> Work required: Sort through the material below and copy each line with "crate".
BEGIN Given information
//! Event selection word
//!
//! Every cut computed by the pair selector is recorded in a fixed-width bit
//! word, whether or not it enters the final accept decision. Downstream
//! synchronization studies read individual bits to compare cut-by-cut with
//! other analysis groups.

/// Single decisions recorded by the pair selector
///
/// The discriminant is the bit position inside a [`SelectionWord`].
#[derive(Debug, Clone, Copy, PartialEq, Eq)]
pub enum SelectionBit {
    /// Muon leg passes the baseline kinematic and vertex cuts
    MuonBaselineSelection = 0,
    /// Tau leg passes the baseline kinematic and vertex cuts
    TauBaselineSelection = 1,
    /// The legs are separated by more than the minimum cone distance
    BaselinePair = 2,
    /// Muon leg additionally passes the tight isolation cut
    PostSynchMuon = 3,
    /// Tau leg additionally passes the identification mask
    PostSynchTau = 4,
    /// A second qualifying muon forms an opposite-charge pair
    DiMuonVeto = 5,
    /// An additional muon passes the extra-lepton selection
    ExtraMuonVeto = 6,
    /// An additional electron passes the extra-lepton selection
    ExtraElectronVeto = 7,
}
//
impl SelectionBit {
    /// All bits, in word order
    pub const ALL: [SelectionBit; 8] = [
        SelectionBit::MuonBaselineSelection,
        SelectionBit::TauBaselineSelection,
        SelectionBit::BaselinePair,
        SelectionBit::PostSynchMuon,
        SelectionBit::PostSynchTau,
        SelectionBit::DiMuonVeto,
        SelectionBit::ExtraMuonVeto,
        SelectionBit::ExtraElectronVeto,
    ];

    /// Short label for cut reports
    pub const fn label(self) -> &'static str {
        match self {
            SelectionBit::MuonBaselineSelection => "muon baseline",
            SelectionBit::TauBaselineSelection => "tau baseline",
            SelectionBit::BaselinePair => "pair separation",
            SelectionBit::PostSynchMuon => "muon isolation",
            SelectionBit::PostSynchTau => "tau identification",
            SelectionBit::DiMuonVeto => "di-muon veto",
            SelectionBit::ExtraMuonVeto => "extra muon veto",
            SelectionBit::ExtraElectronVeto => "extra electron veto",
        }
    }
}

/// Fixed-width word of selection decisions
///
/// The selector rebuilds the word from scratch on every evaluation and the
/// event stores it wholesale, so a stale bit cannot survive from one pair
/// to the next.
#[derive(Debug, Clone, Copy, Default, PartialEq, Eq)]
pub struct SelectionWord(u32);
//
impl SelectionWord {
    /// Word with every bit clear
    pub const fn empty() -> Self {
        Self(0)
    }

    /// Record one decision
    pub fn set(&mut self, bit: SelectionBit, value: bool) {
        if value {
            self.0 |= 1 << bit as u32;
        } else {
            self.0 &= !(1 << bit as u32);
        }
    }

    /// Read one decision
    pub const fn check(&self, bit: SelectionBit) -> bool {
        self.0 & (1 << bit as u32) != 0
    }

    /// Whether no decision is recorded
    pub const fn is_empty(&self) -> bool {
        self.0 == 0
    }

    /// Raw bit pattern, for compact printing
    pub const fn bits(&self) -> u32 {
        self.0
    }
}

#[cfg(test)]
mod tests {
    use super::*;

    #[test]
    fn bits_are_independent() {
        let mut word = SelectionWord::empty();
        assert!(word.is_empty());
        word.set(SelectionBit::MuonBaselineSelection, true);
        word.set(SelectionBit::DiMuonVeto, true);
        assert!(word.check(SelectionBit::MuonBaselineSelection));
        assert!(word.check(SelectionBit::DiMuonVeto));
        assert!(!word.check(SelectionBit::TauBaselineSelection));

        word.set(SelectionBit::DiMuonVeto, false);
        assert!(!word.check(SelectionBit::DiMuonVeto));
        assert!(word.check(SelectionBit::MuonBaselineSelection));
        assert_eq!(word.bits(), 1);
    }

    #[test]
    fn word_order_matches_the_declared_positions() {
        for (position, bit) in SelectionBit::ALL.into_iter().enumerate() {
            assert_eq!(bit as usize, position);
        }
    }
}
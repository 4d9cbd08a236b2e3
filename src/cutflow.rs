//! Selection statistics accumulated across events
//!
//! One `CutFlow` is filled per event batch and the batch results are merged
//! associatively, so the numbers come out identical whether the event loop
//! ran on one thread or many.

use crate::{numeric::Float, pairsel::PairVerdict, selword::SelectionBit};
use nalgebra::SVector;
use num_traits::Zero;

/// Number of recorded selection bits
const BIT_COUNT: usize = SelectionBit::ALL.len();

/// Per-bit counter vector
type BitCounts = SVector<u64, BIT_COUNT>;

/// Counters describing how a stream of pairs fared in the selection
#[derive(Debug, Clone, PartialEq, Eq)]
pub struct CutFlow {
    // ### VERDICT COUNTERS ###
    /// Number of classified pairs
    seen: u64,

    /// Pairs with an unresolvable index or leg position
    no_candidate: u64,

    /// Pairs whose legs were not a (muon, tau) combination
    wrong_flavour: u64,

    /// Pairs passing the accept decision
    accepted: u64,

    // ### PER-CUT COUNTERS ###
    /// How often each selection bit was set, in word order
    bit_counts: BitCounts,
}
//
impl CutFlow {
    /// Fresh accumulator with every counter at zero
    pub fn new() -> Self {
        CutFlow {
            seen: 0,
            no_candidate: 0,
            wrong_flavour: 0,
            accepted: 0,
            bit_counts: BitCounts::zero(),
        }
    }

    /// Record the verdict of one classified pair
    pub fn record(&mut self, verdict: PairVerdict) {
        self.seen += 1;
        match verdict {
            PairVerdict::NoCandidate => self.no_candidate += 1,
            PairVerdict::WrongFlavour => self.wrong_flavour += 1,
            PairVerdict::Rejected(word) | PairVerdict::Accepted(word) => {
                if verdict.accepted() {
                    self.accepted += 1;
                }
                for bit in SelectionBit::ALL {
                    if word.check(bit) {
                        self.bit_counts[bit as usize] += 1;
                    }
                }
            }
        }
    }

    /// Fold the counters of another accumulator into this one
    pub fn merge(&mut self, other: Self) {
        self.seen += other.seen;
        self.no_candidate += other.no_candidate;
        self.wrong_flavour += other.wrong_flavour;
        self.accepted += other.accepted;
        self.bit_counts += other.bit_counts;
    }

    // === READOUT ===

    /// Number of classified pairs
    pub fn seen(&self) -> u64 {
        self.seen
    }

    /// Pairs with an unresolvable index or leg position
    pub fn no_candidate(&self) -> u64 {
        self.no_candidate
    }

    /// Pairs whose legs were not a (muon, tau) combination
    pub fn wrong_flavour(&self) -> u64 {
        self.wrong_flavour
    }

    /// Pairs passing the accept decision
    pub fn accepted(&self) -> u64 {
        self.accepted
    }

    /// Well-formed pairs failing the accept decision
    pub fn rejected(&self) -> u64 {
        self.seen - self.no_candidate - self.wrong_flavour - self.accepted
    }

    /// How often one selection bit was set
    pub fn bit_count(&self, bit: SelectionBit) -> u64 {
        self.bit_counts[bit as usize]
    }

    /// Fraction of classified pairs passing the accept decision
    pub fn efficiency(&self) -> Float {
        if self.seen == 0 {
            0.
        } else {
            self.accepted as Float / self.seen as Float
        }
    }
}

impl Default for CutFlow {
    fn default() -> Self {
        Self::new()
    }
}

#[cfg(test)]
mod tests {
    use super::*;
    use crate::selword::SelectionWord;

    fn word_with(bits: &[SelectionBit]) -> SelectionWord {
        let mut word = SelectionWord::empty();
        for &bit in bits {
            word.set(bit, true);
        }
        word
    }

    #[test]
    fn verdicts_land_in_their_counters() {
        let mut flow = CutFlow::new();
        flow.record(PairVerdict::NoCandidate);
        flow.record(PairVerdict::WrongFlavour);
        flow.record(PairVerdict::Rejected(word_with(&[
            SelectionBit::TauBaselineSelection,
        ])));
        flow.record(PairVerdict::Accepted(word_with(&[
            SelectionBit::MuonBaselineSelection,
            SelectionBit::TauBaselineSelection,
            SelectionBit::BaselinePair,
        ])));

        assert_eq!(flow.seen(), 4);
        assert_eq!(flow.no_candidate(), 1);
        assert_eq!(flow.wrong_flavour(), 1);
        assert_eq!(flow.accepted(), 1);
        assert_eq!(flow.rejected(), 1);
        assert_eq!(flow.bit_count(SelectionBit::TauBaselineSelection), 2);
        assert_eq!(flow.bit_count(SelectionBit::MuonBaselineSelection), 1);
        assert_eq!(flow.bit_count(SelectionBit::DiMuonVeto), 0);
        assert_eq!(flow.efficiency(), 0.25);
    }

    #[test]
    fn merge_conserves_every_count() {
        let mut left = CutFlow::new();
        left.record(PairVerdict::Accepted(word_with(&[
            SelectionBit::MuonBaselineSelection,
        ])));
        left.record(PairVerdict::NoCandidate);

        let mut right = CutFlow::new();
        right.record(PairVerdict::Rejected(word_with(&[
            SelectionBit::MuonBaselineSelection,
            SelectionBit::DiMuonVeto,
        ])));
        right.record(PairVerdict::WrongFlavour);
        right.record(PairVerdict::NoCandidate);

        let mut whole = CutFlow::new();
        for verdict in [
            PairVerdict::Accepted(word_with(&[SelectionBit::MuonBaselineSelection])),
            PairVerdict::NoCandidate,
            PairVerdict::Rejected(word_with(&[
                SelectionBit::MuonBaselineSelection,
                SelectionBit::DiMuonVeto,
            ])),
            PairVerdict::WrongFlavour,
            PairVerdict::NoCandidate,
        ] {
            whole.record(verdict);
        }

        left.merge(right);
        assert_eq!(left, whole);
        assert_eq!(left.seen(), 5);
        assert_eq!(left.rejected(), 1);
    }
}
END Given information
> Output for this task:
use crate::{numeric::Float, pairsel::PairVerdict, selword::SelectionBit};
    use crate::selword::SelectionWord;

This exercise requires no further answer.